Krumme, Bernd; Blum, Ulrich

Current Opinion in Urology: March 1998 - Volume 8 - Issue 2 - p 77-82
Imaging – New Diagnostic Techniques

Renal artery stenosis is the cause of progressive ischemic nephropathy and of renovascular hypertension. Due to the invasiveness of arteriography, which is claimed to be the gold standard at the present time, several noninvasive imaging techniques are available. Colour Doppler sonography is cost‐effective, but magnetic resonance angiography and computer tomography are more expensive; however, both are potential candidates for the definition of a new gold standard. Evaluation of renal vasculature by means of Doppler sonography includes intra‐ and extrarenal scanning as well as power Doppler and the use of contrast agents for enhancement of the Doppler signals. Computed tomography angiography is a minimally invasive method for the diagnosis of renal artery stenosis. There is high diagnostic accuracy that is not significantly different from that of angiography with respect to main and accessory renal arteries and detection of clinically significant renal artery stenoses. The main advantages over angiography are the use of an intravenous approach, and direct information provided about the vessel wall and adjacent structures. However, the nephrotoxicity of contrast material remains a major concern. Magnetic resonance angiography of the abdominal aorta and renal arteries has advanced considerably over the past few years. Recently developed breath‐hold three‐dimensional magnetic resonance angiography provides a new promising, noninvasive technique to evaluate the abdominal aorta and its large branch vessels. Using this technique, high sensitivity and specificity is achieved. The improved image quality and the ability to detect vascular lesions is due to short acquisition time with elimination of respiratory artifacts over an entire imaged volume by single breath‐hold acquisition. Computed tomography angiography with its fast acquisition time and high spatial resolution compares favorably with magnetic resonance angiography and colour Doppler sonography. However, as compared with Doppler sonography and magnetic resonance angiography, computed tomography angiography images display only anatomic information and lack of flow sensitivity.
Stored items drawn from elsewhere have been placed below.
//! Named buffers

use super::prelude::*;
use regex::Regex;

pub struct BuffersGetList;
pub struct BufferRename;
pub struct BufferDelete;
pub struct BufferGetWidth;
pub struct BufferGetHeight;

fn buffer_name() -> ParamSpec {
    ParamSpec::string("buffer-name", "The buffer name")
}

fn missing(name: &str) -> ProcError {
    ProcError::execution(format!("no buffer named '{}'", name))
}

#[async_trait]
impl Invoker for BuffersGetList {
    fn def(&self) -> ProcDef {
        def("buffers-get-list", "Retrieve a complete listing of the available buffers")
            .param(ParamSpec::string("filter", "An optional regular expression used to filter the list"))
            .ret(ParamSpec::int32("num-buffers", "The number of buffers"))
            .ret(ParamSpec::new("buffer-list", ArgType::StringArray, "The list of buffer names")
                .sized_by("num-buffers"))
    }

    async fn invoke(&self, call: &CallContext, args: Vec<Value>) -> Result<Vec<Value>, ProcError> {
        let filter = str_arg(&args, 0)?;
        let mut names = call.objects().buffer_names();
        if !filter.is_empty() {
            let re = Regex::new(filter)
                .map_err(|e| ProcError::execution(format!("invalid filter: {}", e)))?;
            names.retain(|name| re.is_match(name));
        }
        Ok(vec![Value::Int32(names.len() as i32), Value::StringArray(names)])
    }
}

#[async_trait]
impl Invoker for BufferRename {
    fn def(&self) -> ProcDef {
        def("buffer-rename", "Renames a named buffer")
            .param(buffer_name())
            .param(ParamSpec::string("new-name", "The buffer's new name"))
            .ret(ParamSpec::string("real-name", "The real name given to the buffer"))
    }

    async fn invoke(&self, call: &CallContext, args: Vec<Value>) -> Result<Vec<Value>, ProcError> {
        let old = str_arg(&args, 0)?;
        let new = str_arg(&args, 1)?;
        if new.is_empty() {
            return Err(ProcError::execution("buffer names cannot be empty"));
        }
        let real = call.objects().rename_buffer(old, new).ok_or_else(|| missing(old))?;
        Ok(vec![Value::String(real)])
    }
}

#[async_trait]
impl Invoker for BufferDelete {
    fn def(&self) -> ProcDef {
        def("buffer-delete", "Deletes a named buffer")
            .param(buffer_name())
    }

    async fn invoke(&self, call: &CallContext, args: Vec<Value>) -> Result<Vec<Value>, ProcError> {
        let name = str_arg(&args, 0)?;
        if call.objects().delete_buffer(name) {
            Ok(vec![])
        } else {
            Err(missing(name))
        }
    }
}

#[async_trait]
impl Invoker for BufferGetWidth {
    fn def(&self) -> ProcDef {
        def("buffer-get-width", "Retrieves the specified buffer's width")
            .param(buffer_name())
            .ret(ParamSpec::int32("width", "The buffer width"))
    }

    async fn invoke(&self, call: &CallContext, args: Vec<Value>) -> Result<Vec<Value>, ProcError> {
        let name = str_arg(&args, 0)?;
        let buffer = call.objects().buffer(name).ok_or_else(|| missing(name))?;
        Ok(vec![Value::Int32(buffer.width)])
    }
}

#[async_trait]
impl Invoker for BufferGetHeight {
    fn def(&self) -> ProcDef {
        def("buffer-get-height", "Retrieves the specified buffer's height")
            .param(buffer_name())
            .ret(ParamSpec::int32("height", "The buffer height"))
    }

    async fn invoke(&self, call: &CallContext, args: Vec<Value>) -> Result<Vec<Value>, ProcError> {
        let name = str_arg(&args, 0)?;
        let buffer = call.objects().buffer(name).ok_or_else(|| missing(name))?;
        Ok(vec![Value::Int32(buffer.height)])
    }
}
Curr Opin Urol 8:77–82 © 1998 Rapid Science Ltd

Departments of Internal Medicine and Diagnostic Radiology, University Hospital Freiburg, Freiburg, Germany

Correspondence to Bernd Krumme MD, University Hospital Freiburg, Department of Internal Medicine, Hugstetter Str. 55, D‐79106 Freiburg, Germany Tel: +49 761 270 3401; fax: +49 761 270 3284; e‐mail: krumme@mm41.ukl.uni‐

© Lippincott-Raven Publishers.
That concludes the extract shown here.